A new test to determine whether antibiotics will be effective against certain bacterial infections is helping physicians make faster and better prescription treatment choices.
“Randomized Clinical Trial Evaluating Clinical Impact of RAPid Identification and Antimicrobial Susceptibility Testing for Gram-Negative Bacteremia (RAPIDS-GN),” is the largest study to evaluate the clinical impact of rapid blood culture diagnostics in the management of patients with Gram-negative bacilli bloodstream infections.
The results demonstrate that providing rapid, accurate drug susceptibility information to physicians could improve the care of patients with sepsis, a potentially life-threatening condition caused by the body’s response to an infection.
According to Ritu Banerjee, MD, PhD, associate professor of Pediatrics at Monroe Carell Jr. Children’s Hospital at Vanderbilt, time is of the essence.
“Patients are placed on a standard course of antibiotics when they initially present with possible sepsis,” said Banerjee, the principal investigator of the RAPIDS-GN trial. “These antibiotics may be ineffective, or conversely, too broad-spectrum. Conventional culture and susceptibility testing methods take days for results to identify the bacteria and drug resistance.
“Instead of waiting days for results, we can now get them in hours.”
Banerjee and her colleagues sought a way to shorten the wait time until the appropriate medication could be started to treat the infection.

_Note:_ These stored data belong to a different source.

use macroquad::prelude::*;

use kokaton::actors::{Beam, Bird, Bomb, Explosion, Pose};
use kokaton::geometry::Rect as GameRect;
use kokaton::world::World;

use crate::assets::Assets;
use crate::ui::Ui;

// 固定逻辑分辨率的画布，窗口缩放时等比放大并居中
pub struct Screen {
    width: f32,
    height: f32,
    target: RenderTarget,
}

impl Screen {
    pub fn new(area: &GameRect) -> Self {
        let target = render_target(area.width.max(1) as u32, area.height.max(1) as u32);
        target.texture.set_filter(FilterMode::Linear);
        Self {
            width: area.width as f32,
            height: area.height as f32,
            target,
        }
    }

    // 绘制一帧：先画到离屏目标，再缩放到窗口
    pub fn draw_world(&self, ui: &Ui, assets: &Assets, world: &World) {
        let mut camera = Camera2D::from_display_rect(Rect::new(0.0, 0.0, self.width, self.height));
        camera.render_target = Some(self.target.clone());
        set_camera(&camera);

        draw_background(assets);
        for beam in &world.beams {
            draw_beam(assets, beam);
        }
        for bomb in &world.bombs {
            draw_bomb(bomb);
        }
        for explosion in &world.explosions {
            draw_explosion(assets, explosion);
        }
        draw_bird(assets, &world.bird);
        ui.score(&world.score, self.height);

        set_default_camera();
        clear_background(BLACK);
        let (scale, offset_x, offset_y) = self.compute_viewport();
        draw_texture_ex(
            &self.target.texture,
            offset_x,
            offset_y,
            WHITE,
            DrawTextureParams {
                // RenderTarget 在纹理坐标系中是倒置的，这里做一次垂直翻转
                source: Some(Rect::new(0.0, self.height, self.width, -self.height)),
                dest_size: Some(vec2(self.width * scale, self.height * scale)),
                ..Default::default()
            },
        );
    }

    // 根据窗口尺寸计算缩放比例与居中偏移
    fn compute_viewport(&self) -> (f32, f32, f32) {
        let sw = screen_width();
        let sh = screen_height();
        let scale = (sw / self.width).min(sh / self.height).max(0.1);
        let offset_x = (sw - self.width * scale) * 0.5;
        let offset_y = (sh - self.height * scale) * 0.5;
        (scale, offset_x, offset_y)
    }
}

fn draw_background(assets: &Assets) {
    clear_background(BLACK);
    draw_texture(&assets.background, 0.0, 0.0, WHITE);
}

// 以矩形中心为锚点绘制贴图，角度为逆时针度数
fn draw_sprite(texture: &Texture2D, rect: &GameRect, degrees: f32) {
    let (cx, cy) = rect.center();
    let w = texture.width();
    let h = texture.height();
    draw_texture_ex(
        texture,
        cx as f32 - w * 0.5,
        cy as f32 - h * 0.5,
        WHITE,
        DrawTextureParams {
            dest_size: Some(vec2(w, h)),
            rotation: -degrees.to_radians(),
            ..Default::default()
        },
    );
}

fn draw_beam(assets: &Assets, beam: &Beam) {
    draw_sprite(&assets.beam, &beam.rect(), beam.angle_degrees());
}

fn draw_bomb(bomb: &Bomb) {
    let (cx, cy) = bomb.center();
    let [r, g, b] = bomb.color;
    draw_circle(cx as f32, cy as f32, bomb.radius as f32, Color::from_rgba(r, g, b, 255));
}

fn draw_explosion(assets: &Assets, explosion: &Explosion) {
    draw_sprite(&assets.explosion[explosion.frame()], &explosion.rect, 0.0);
}

// 按形象与朝向选择玩家贴图
fn draw_bird(assets: &Assets, bird: &Bird) {
    match bird.pose {
        Pose::Facing => {
            let orientation = bird.facing.orientation();
            let texture = if orientation.mirrored {
                &assets.bird_mirrored
            } else {
                &assets.bird
            };
            draw_sprite(texture, &bird.rect(), orientation.degrees);
        }
        Pose::Victory => draw_sprite(&assets.victory, &bird.rect(), 0.0),
        Pose::Hit => draw_sprite(&assets.hit, &bird.rect(), 0.0),
    }
}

RAPIDS-GN, is the first multicenter, prospective, randomized controlled trial to compare the outcomes of patients with Gram-negative bloodstream infections who had blood culture testing with standard-of- care culture and antibiotic susceptibility testing versus rapid organism identification and phenotype antibiotic susceptibility testing.
The study looked at the outcomes of 448 patients — 226 received conventional care while 222 were randomized to the new testing method.
The rapid organism identification and phenotype antibiotic susceptibility testing used the Accelerate Pheno System. The study, sponsored by the Antibacterial Resistance Leadership Group, which consists of more than 50 leading experts working together to combat the antibacterial resistance crisis and improve patient care, was conducted at the Mayo Clinic and UCLA. Banerjee led the study remotely.
Conventional testing can take two to three days before the bacteria in the blood and its drug resistance are fully identified. Utilizing the rapid testing method gave medical teams final results in about 12 hours.
“The time to results was significantly shorter,” said Banerjee. “The median time to the first antibiotic change was 24 hours faster in the rapid testing arm compared to the control arm. We can now tailor the antibiotics more quickly and place patients on pathogen-directed therapy rather than broad-spectrum, empiric therapy.
“This was a very positive result. It was proof that faster actionable results led to timelier, targeted antibiotic therapy. The hope is that this, in turn, leads to better patient outcomes, less unnecessary broad-spectrum antibiotic use, and less emergence of drug resistant organisms.”
Banerjee also hopes the study results prompt more diagnostic companies to continue the development of platforms that will enable more rapid bacterial identification and resistance detection.
“One of the challenges is the cost of the testing, because rapid testing methods are more expensive than conventional methods,” she said. “The overarching goal is to improve outcomes for patients with sepsis.”
The study was presented during the IDWeek conference on Oct. 3 in Washington, D.C.
The research was supported by the National Institute of Allergy and Infectious Diseases of the National Institutes of Health under Award Number UM1AI104681. The content is solely the responsibility of the authors and does not necessarily represent the official views of the National Institutes of Health.